Tak hanya soal program, Jamaludin juga menyoroti absennya konsolidasi internal. Sembilan paguyuban daerah di bawah naungan PPMI-Sulteng merasa terpinggirkan karena tidak pernah lagi diajak duduk bersama. Diskusi, gerakan kolektif, hingga konsolidasi akbar yang dulu menjadi tradisi, kini seolah sirna. “PPMI-Sulteng tidak lagi menjadi rumah besar, melainkan bangunan kosong yang rapuh tanpa penghuni,” katanya.
Bagi Jamal, kegagalan pengurus saat ini bukan hanya soal teknis, melainkan juga soal itikad. “Saya tidak melihat adanya niat baik dari pengurus sekarang untuk memperjuangkan organisasi ini. Mereka lebih sibuk menjaga eksistensi pribadi daripada memikirkan keberlangsungan organisasi. PPMI-Sulteng kehilangan ruh perjuangan yang dulu menjadi dasar kelahirannya,” paparnya.
Kondisi ini, menurutnya, sangat memalukan jika terus dibiarkan. “Organisasi sebesar ini seharusnya jadi kebanggaan mahasiswa Sulawesi Tengah di Gorontalo. Tapi kalau faktanya mandek dan tanpa arah, maka sejarah akan mencatat generasi pengurus hari ini sebagai pengkhianat cita-cita para pendiri,” ucapnya tegas.
Ia pun menegaskan pentingnya regenerasi kepemimpinan melalui Mubes. “Mubes adalah forum tertinggi, tempat kita menyegarkan kembali ide perjuangan dan melahirkan kepemimpinan baru yang sah. Menunda Mubes sama artinya menunda perbaikan. Kalau pengurus sekarang tidak berani, berarti mahasiswa Sulawesi Tengah sendiri yang harus mengambil sikap tegas,” ujarnya.
Lebih jauh, Jamaludin mengingatkan bahwa organisasi tidak boleh dikendalikan oleh kepentingan sempit. “Kalau PPMI-Sulteng hanya dijadikan panggung eksistensi, maka ia akan kehilangan legitimasi di mata kader dan paguyuban. Organisasi ini bukan milik satu orang, tapi milik bersama.
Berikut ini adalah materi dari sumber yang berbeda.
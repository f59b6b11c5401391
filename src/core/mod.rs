//! Core abstractions of the module layer
//!
//! This module provides the error type, the shared registries and
//! containers, per-request types and the collaborator interfaces the
//! lifecycle coordinator is built on.

pub mod container;
pub mod context;
pub mod error;
pub mod registry;
pub mod response;
pub mod status;
pub mod traits;
pub mod validator;

// Re-export commonly used types
pub use container::{ServiceContainer, Session};
pub use context::{BeforeOutcome, Flow, Request, RequestTarget};
pub use error::{ModuleError, ModuleResult};
pub use registry::{ClassDir, ClassRegistry};
pub use response::Response;
pub use status::{SetupState, SetupStatus};
pub use traits::*;
pub use validator::{NameValidator, PatternValidator, RequestValidator};
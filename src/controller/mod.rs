//! Controllers: the endpoint-bearing objects requests are dispatched to
//!
//! Rust has no runtime reflection, so a controller lists the methods it
//! exports and dispatches calls itself. The lifecycle methods of the trait are
//! never callable from a request: their names are part of the protected list
//! computed at module setup.

use std::sync::Arc;

use once_cell::sync::OnceCell;
use serde_json::Value as JsonValue;

use crate::core::{error::ModuleResult, response::Response};

/// Lifecycle methods shared by every controller.
pub const BASE_CONTROLLER_METHODS: &[&str] = &[
    "init",
    "call",
    "methods",
    "state",
    "response",
    "class_name",
    "request",
];

/// Endpoint-bearing object
pub trait Controller: Send + Sync {
    /// Name the controller is registered and requested under
    fn class_name(&self) -> &str;

    /// Per-instance lifecycle state
    fn state(&self) -> &ControllerState;

    /// Methods callable from a request
    fn methods(&self) -> &[&'static str];

    /// Run one of the exported methods
    fn call(&self, method: &str, args: &[JsonValue]) -> ModuleResult<()>;

    /// Called once, after the response is attached and the init callback ran
    fn init(&self) {}

    /// The response attached at initialization
    fn response(&self) -> Option<Arc<Response>> {
        self.state().response()
    }
}

/// Factory creating a controller from its registration options
pub type ControllerFactory =
    Arc<dyn Fn(JsonValue) -> ModuleResult<Arc<dyn Controller>> + Send + Sync>;

/// Lifecycle state embedded in every controller.
///
/// The attached response doubles as the "already initialized" marker and
/// can only ever be set once.
#[derive(Debug, Default)]
pub struct ControllerState {
    response: OnceCell<Arc<Response>>,
}

impl ControllerState {
    pub fn new() -> Self {
        Self::default()
    }

    /// Attach the shared response. Returns false if one was already attached.
    pub fn attach(&self, response: Arc<Response>) -> bool {
        self.response.set(response).is_ok()
    }

    pub fn response(&self) -> Option<Arc<Response>> {
        self.response.get().cloned()
    }

    pub fn is_initialized(&self) -> bool {
        self.response.get().is_some()
    }
}

/// Builds client side calls to a controller
#[derive(Clone, Debug, PartialEq, Eq)]
pub struct RequestFactory {
    js_class: String,
}

impl RequestFactory {
    pub fn new(js_class: impl Into<String>) -> Self {
        Self {
            js_class: js_class.into(),
        }
    }

    pub fn js_class(&self) -> &str {
        &self.js_class
    }

    /// Javascript expression calling `method` with JSON encoded `args`
    pub fn call(&self, method: &str, args: &[JsonValue]) -> String {
        let args = args
            .iter()
            .map(JsonValue::to_string)
            .collect::<Vec<_>>()
            .join(", ");
        format!("{}.{}({})", self.js_class, method, args)
    }
}
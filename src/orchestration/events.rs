//! Lifecycle event bus

use std::sync::Arc;

use dashmap::DashMap;
use log::debug;

use crate::core::traits::EventBus;

/// Fired before anything else in module setup
pub const PRE_SETUP: &str = "pre.setup";
/// Fired once the module set its option defaults
pub const POST_CONFIG: &str = "post.config";
/// Fired before the module checks its setup
pub const PRE_CHECK: &str = "pre.check";
/// Fired when module setup is complete
pub const POST_SETUP: &str = "post.setup";

pub type EventListener = Arc<dyn Fn(&str) + Send + Sync>;

/// Event bus delivering each event to all of its listeners, in
/// subscription order
#[derive(Default)]
pub struct EventRegistry {
    listeners: DashMap<String, Vec<EventListener>>,
}

impl EventRegistry {
    pub fn new() -> Self {
        Self::default()
    }

    pub fn on<F>(&self, event: impl Into<String>, listener: F)
    where
        F: Fn(&str) + Send + Sync + 'static,
    {
        self.listeners
            .entry(event.into())
            .or_default()
            .push(Arc::new(listener));
    }

    pub fn listener_count(&self, event: &str) -> usize {
        self.listeners.get(event).map_or(0, |entry| entry.len())
    }
}

impl EventBus for EventRegistry {
    fn trigger(&self, event: &str) {
        // Listeners run without the map lock so they may subscribe in turn
        let listeners = self
            .listeners
            .get(event)
            .map(|entry| entry.value().clone())
            .unwrap_or_default();

        debug!("Triggering event {} ({} listeners)", event, listeners.len());
        for listener in listeners {
            listener(event);
        }
    }
}
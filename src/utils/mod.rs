pub mod script;
pub mod template;
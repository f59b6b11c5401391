//! Module lifecycle and request dispatch for a server-side AJAX library.
//!
//! A [`orchestration::Module`] sets itself up once, on first use, merging
//! its option defaults, registering its controller directory and building
//! the request validator. Incoming requests are validated, resolved to a
//! controller, and run through the before, after, invalid and error hooks.

pub mod config;
pub mod controller;
pub mod core;
pub mod logging;
pub mod orchestration;
pub mod utils;
//! Default request dispatcher
//!
//! Runs one request through the registered processing handlers:
//! before (resolution), the target method, then after, or the invalid or
//! error branch.

use std::sync::{PoisonError, RwLock};

use log::{debug, warn};

use crate::core::{
    context::{BeforeOutcome, Request},
    error::ModuleResult,
    traits::{
        AfterHandler, BeforeHandler, Dispatcher, ErrorHandler, InvalidHandler, ProcessingHandler,
    },
};

#[derive(Default, Clone)]
struct Handlers {
    before: Option<BeforeHandler>,
    after: Option<AfterHandler>,
    invalid: Option<InvalidHandler>,
    error: Option<ErrorHandler>,
}

/// In-process dispatcher
#[derive(Default)]
pub struct RequestDispatcher {
    handlers: RwLock<Handlers>,
}

impl RequestDispatcher {
    pub fn new() -> Self {
        Self::default()
    }

    fn handlers(&self) -> Handlers {
        self.handlers
            .read()
            .unwrap_or_else(PoisonError::into_inner)
            .clone()
    }

    fn invalid(handlers: &Handlers, message: &str) {
        warn!("Invalid request: {}", message);
        if let Some(on_invalid) = &handlers.invalid {
            on_invalid(message);
        }
    }
}

impl Dispatcher for RequestDispatcher {
    fn can_process_request(&self, request: &Request) -> bool {
        request.is_callable()
    }

    fn register(&self, handler: ProcessingHandler) {
        debug!("Registering {} handler", handler.event().as_str());
        let mut handlers = self.handlers.write().unwrap_or_else(PoisonError::into_inner);
        match handler {
            ProcessingHandler::Before(h) => handlers.before = Some(h),
            ProcessingHandler::After(h) => handlers.after = Some(h),
            ProcessingHandler::Invalid(h) => handlers.invalid = Some(h),
            ProcessingHandler::Error(h) => handlers.error = Some(h),
        }
    }

    fn process_request(&self, request: &Request) -> ModuleResult<()> {
        let handlers = self.handlers();

        let Some(before) = &handlers.before else {
            Self::invalid(&handlers, "No request handler registered");
            return Ok(());
        };

        let target = match before(request) {
            BeforeOutcome::Proceed(target) => target,
            BeforeOutcome::Abort => {
                debug!("Request processing aborted");
                return Ok(());
            }
            BeforeOutcome::Invalid(message) => {
                Self::invalid(&handlers, &message);
                return Ok(());
            }
        };

        if !target.controller.methods().contains(&target.method.as_str()) {
            let message = format!(
                "Method {}.{} is not exported",
                target.controller.class_name(),
                target.method
            );
            Self::invalid(&handlers, &message);
            return Ok(());
        }

        debug!(
            "Calling {}.{}",
            target.controller.class_name(),
            target.method
        );
        match target.controller.call(&target.method, &request.args) {
            Ok(()) => {
                if let Some(after) = &handlers.after {
                    after();
                }
                Ok(())
            }
            Err(fault) => match &handlers.error {
                Some(on_error) => on_error(fault),
                None => Err(fault),
            },
        }
    }
}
Dan kita semua punya kewajiban moral untuk menyelamatkannya,” katanya.
Menurutnya, mahasiswa rantau Sulawesi Tengah hari ini butuh wadah perjuangan yang nyata, bukan simbol kosong. “PPMI-Sulteng harus kembali ke ruh awalnya: konsolidasi, advokasi, dan perjuangan kolektif. Kalau tidak, maka organisasi ini hanya akan menjadi catatan sejarah yang memalukan,” tegasnya.
Ia pun menutup pernyataannya dengan seruan keras kepada seluruh kader. “Kalau pengurus masih enggan melaksanakan Mubes, maka mahasiswa Sulteng di Gorontalo harus bersatu mengambil alih arah organisasi ini. Jangan biarkan rumah perjuangan kita dikubur dalam kehampaan. Kita tidak boleh mewariskan organisasi yang mati suri kepada generasi berikutnya,” pungkasnya.